Mentre siamo nel cuore del Festival di Cannes 2023 è arrivato su Sky il vincitore del Premio della Giuria del Festival dello scorso anno, “Le otto montagne” dei registi belgi Felix van Groeningen (regista di “Alabama Monroe” e “Beautiful boy”) e Charlotte Vandermeersch, che, dopo una stagione di grandi incassi (oltre sei milioni di euro in Italia) e il recente approdo sugli schermi americani, ha portato a casa anche quattro David di Donatello, tra i quali quello come Miglior Film.

 


Tratto dal romanzo omonimo di Paolo Cognetti, vincitore del premio Strega 2017, il film ha il suo grande punto di forza nella riunione di Luca Marinelli e Alessandro Borghi che alla premiazione dei David ha trascinato Marinelli, registi e staff in un girotondo di abbracci, ricordando a tutti perché vogliamo loro così bene: “Fare questo film è stato un regalo incredibile per la mia vita: è stato meraviglioso incontrare Felix, Charlotte e Paolo Cognetti e condividere questa cosa con mio fratello, Luca Marinelli”, ha commentato l’attore. Sono loro, i fratelli di “Non essere cattivo”, che rendono potente e universale questa storia di amicizia nata tra due bambini durante un’estate: Pietro è un ragazzino di città, e in montagna ci va solo per le vacanze, Bruno invece vive e cresce nello stesso sperduto villaggio. Negli anni, Bruno (Borghi, che sembra nato per essere l’omo servadzo) rimane fedele alle sue montagne, mentre Pietro (Marinelli) è quello che va e viene.

 


“Le otto montagne” è stato girato in un formato che ricorda quello delle vecchie diapositive, adatto a raccontare gli spazi, i luoghi e i momenti di una storia che è lunga vent’anni ma è quasi senza tempo. In un’epoca in cui si parla molto di sorellanza e solidarietà femminile, mette in scena una storia maschile di fratellanza dal taglio malinconico e burbero, senza un’ombra di machismo.
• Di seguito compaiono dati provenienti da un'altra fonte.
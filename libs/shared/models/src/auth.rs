use serde::{Deserialize, Serialize};

#[derive(Debug, Serialize, Deserialize)]
pub struct JwtHeader {
    pub alg: String,
    pub typ: String,
}

/// Token payload. Admin tokens carry `email`, doctor and patient tokens
/// carry `id` (the record id in the respective collection).
#[derive(Debug, Clone, Serialize, Deserialize)]
pub struct JwtClaims {
    #[serde(skip_serializing_if = "Option::is_none")]
    pub id: Option<String>,
    #[serde(skip_serializing_if = "Option::is_none")]
    pub email: Option<String>,
    pub role: AuthRole,
    pub iat: u64,
    pub exp: u64,
}

#[derive(Debug, Clone, Copy, PartialEq, Eq, Serialize, Deserialize)]
#[serde(rename_all = "snake_case")]
pub enum AuthRole {
    Admin,
    Doctor,
    Patient,
}

impl std::fmt::Display for AuthRole {
    fn fmt(&self, f: &mut std::fmt::Formatter<'_>) -> std::fmt::Result {
        match self {
            AuthRole::Admin => write!(f, "admin"),
            AuthRole::Doctor => write!(f, "doctor"),
            AuthRole::Patient => write!(f, "patient"),
        }
    }
}

/// Identity resolved from a verified token, attached to the request by the
/// auth middleware.
#[derive(Debug, Clone, Serialize, Deserialize)]
pub struct AuthContext {
    pub role: AuthRole,
    /// Record id for doctors and patients, email for the admin.
    pub subject: String,
}

impl AuthContext {
    pub fn admin(email: impl Into<String>) -> Self {
        Self {
            role: AuthRole::Admin,
            subject: email.into(),
        }
    }

    pub fn doctor(id: impl Into<String>) -> Self {
        Self {
            role: AuthRole::Doctor,
            subject: id.into(),
        }
    }

    pub fn patient(id: impl Into<String>) -> Self {
        Self {
            role: AuthRole::Patient,
            subject: id.into(),
        }
    }
}

#[derive(Debug, Serialize, Deserialize)]
pub struct TokenResponse {
    pub success: bool,
    pub token: String,
}
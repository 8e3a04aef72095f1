use std::sync::Arc;

use shared_config::AppConfig;
use shared_models::auth::AuthRole;

use crate::jwt::issue_token;

pub struct TestConfig {
    pub jwt_secret: String,
    pub store_url: String,
    pub store_service_key: String,
    pub admin_email: String,
    pub admin_password: String,
}

impl Default for TestConfig {
    fn default() -> Self {
        Self {
            jwt_secret: "test-secret-key-for-jwt-validation-must-be-long-enough".to_string(),
            store_url: "http://localhost:54321".to_string(),
            store_service_key: "test-service-key".to_string(),
            admin_email: "admin@medibook.dev".to_string(),
            admin_password: "super-secret-admin".to_string(),
        }
    }
}

impl TestConfig {
    pub fn with_store_url(store_url: &str) -> Self {
        Self {
            store_url: store_url.to_string(),
            ..Self::default()
        }
    }

    pub fn to_app_config(&self) -> AppConfig {
        AppConfig {
            store_url: self.store_url.clone(),
            store_service_key: self.store_service_key.clone(),
            jwt_secret: self.jwt_secret.clone(),
            admin_email: self.admin_email.clone(),
            admin_password: self.admin_password.clone(),
            port: 0,
        }
    }

    pub fn to_arc(&self) -> Arc<AppConfig> {
        Arc::new(self.to_app_config())
    }

    pub fn admin_token(&self) -> String {
        issue_token(
            None,
            Some(self.admin_email.clone()),
            AuthRole::Admin,
            &self.jwt_secret,
        )
        .expect("sign admin token")
    }

    pub fn doctor_token(&self, doctor_id: &str) -> String {
        issue_token(
            Some(doctor_id.to_string()),
            None,
            AuthRole::Doctor,
            &self.jwt_secret,
        )
        .expect("sign doctor token")
    }

    pub fn patient_token(&self, user_id: &str) -> String {
        issue_token(
            Some(user_id.to_string()),
            None,
            AuthRole::Patient,
            &self.jwt_secret,
        )
        .expect("sign patient token")
    }
}
use assert_matches::assert_matches;
use serde_json::{json, Value};
use uuid::Uuid;
use wiremock::matchers::{body_partial_json, method, path, query_param};
use wiremock::{Mock, MockServer, ResponseTemplate};

use doctor_cell::models::DoctorError;
use doctor_cell::services::doctor::DoctorService;
use shared_utils::password::hash_password;
use shared_utils::test_utils::TestConfig;

fn doctor_json(id: Uuid, email: &str, password_hash: &str, available: bool) -> Value {
    json!({
        "id": id,
        "name": "Dr. Asha Rao",
        "email": email,
        "password_hash": password_hash,
        "speciality": "Dermatology",
        "degree": "MBBS",
        "experience": 6,
        "about": "Skin specialist",
        "fees": 500,
        "image": null,
        "available": available,
        "address": { "line1": "12 Clinic Road", "line2": "Floor 2" },
        "booked_slots": {},
        "slot_version": 0,
        "created_at": "2025-01-15T09:00:00Z",
        "updated_at": "2025-01-15T09:00:00Z"
    })
}

async fn setup() -> (DoctorService, MockServer) {
    let server = MockServer::start().await;
    let config = TestConfig::with_store_url(&server.uri()).to_app_config();
    (DoctorService::new(&config), server)
}

#[tokio::test]
async fn authenticate_accepts_correct_password() {
    let (service, server) = setup().await;
    let id = Uuid::new_v4();
    let hash = hash_password("a-strong-password").unwrap();

    Mock::given(method("GET"))
        .and(path("/rest/v1/doctors"))
        .respond_with(ResponseTemplate::new(200).set_body_json(json!([doctor_json(
            id,
            "asha.rao@example.com",
            &hash,
            true
        )])))
        .mount(&server)
        .await;

    let doctor = service
        .authenticate("asha.rao@example.com", "a-strong-password")
        .await
        .expect("login should succeed");

    assert_eq!(doctor.id, id);
}

#[tokio::test]
async fn authenticate_rejects_wrong_password() {
    let (service, server) = setup().await;
    let hash = hash_password("a-strong-password").unwrap();

    Mock::given(method("GET"))
        .and(path("/rest/v1/doctors"))
        .respond_with(ResponseTemplate::new(200).set_body_json(json!([doctor_json(
            Uuid::new_v4(),
            "asha.rao@example.com",
            &hash,
            true
        )])))
        .mount(&server)
        .await;

    let err = service
        .authenticate("asha.rao@example.com", "not-the-password")
        .await
        .unwrap_err();

    assert_matches!(err, DoctorError::InvalidCredentials);
}

#[tokio::test]
async fn authenticate_rejects_unknown_email() {
    let (service, server) = setup().await;

    Mock::given(method("GET"))
        .and(path("/rest/v1/doctors"))
        .respond_with(ResponseTemplate::new(200).set_body_json(json!([])))
        .mount(&server)
        .await;

    let err = service
        .authenticate("nobody@example.com", "whatever1")
        .await
        .unwrap_err();

    assert_matches!(err, DoctorError::InvalidCredentials);
}

#[tokio::test]
async fn toggle_flips_availability() {
    let (service, server) = setup().await;
    let id = Uuid::new_v4();
    let hash = hash_password("a-strong-password").unwrap();

    Mock::given(method("GET"))
        .and(path("/rest/v1/doctors"))
        .and(query_param("id", format!("eq.{}", id)))
        .respond_with(ResponseTemplate::new(200).set_body_json(json!([doctor_json(
            id,
            "asha.rao@example.com",
            &hash,
            true
        )])))
        .mount(&server)
        .await;

    Mock::given(method("PATCH"))
        .and(path("/rest/v1/doctors"))
        .and(body_partial_json(json!({ "available": false })))
        .respond_with(ResponseTemplate::new(200).set_body_json(json!([doctor_json(
            id,
            "asha.rao@example.com",
            &hash,
            false
        )])))
        .mount(&server)
        .await;

    let available = service.toggle_availability(id).await.unwrap();
    assert!(!available);
}

#[tokio::test]
async fn create_doctor_rejects_existing_email() {
    let (service, server) = setup().await;
    let hash = hash_password("a-strong-password").unwrap();

    Mock::given(method("GET"))
        .and(path("/rest/v1/doctors"))
        .respond_with(ResponseTemplate::new(200).set_body_json(json!([doctor_json(
            Uuid::new_v4(),
            "asha.rao@example.com",
            &hash,
            true
        )])))
        .mount(&server)
        .await;

    let request = doctor_cell::models::CreateDoctorRequest {
        name: "Dr. Asha Rao".to_string(),
        email: "asha.rao@example.com".to_string(),
        password: "a-strong-password".to_string(),
        speciality: "Dermatology".to_string(),
        degree: "MBBS".to_string(),
        experience: 6,
        about: "Skin specialist".to_string(),
        fees: 500,
        address: doctor_cell::models::Address::default(),
        image: None,
    };

    let err = service.create_doctor(request).await.unwrap_err();
    assert_matches!(err, DoctorError::Validation(_));
}

#[tokio::test]
async fn missing_doctor_is_not_found() {
    let (service, server) = setup().await;

    Mock::given(method("GET"))
        .and(path("/rest/v1/doctors"))
        .respond_with(ResponseTemplate::new(200).set_body_json(json!([])))
        .mount(&server)
        .await;

    let err = service.get_doctor(Uuid::new_v4()).await.unwrap_err();
    assert_matches!(err, DoctorError::NotFound);
}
E poi c’è Elena Lietti, e io sono un po’innamorata di Elena Lietti.

 


Non sono mai stata appassionata di montagna, mi affascinano gli spazi orizzontali, il mare, il deserto, le piazze, e non quelli verticali, e i registi hanno trovato la misura giusta per farsi apprezzare sia dallo spettatore comune che da un fanatico di arrampicate: c’è la montagna (è girato sulle Alpi) ma non c’è eccessiva epica della montagna (c’è anche quella parte poco riuscita sul Nepal, vabbè).
E quindi, conquistata dalla non-epica della montagna, ho letto il libro di Cognetti, Premio Strega, tradotto in 35 paesi (ma non 190, per tornare a Elena Lietti) e ho pensato che altro che quattro sono le storie del mondo, sempre la stessa storia continuiamo a raccontarci, due di due.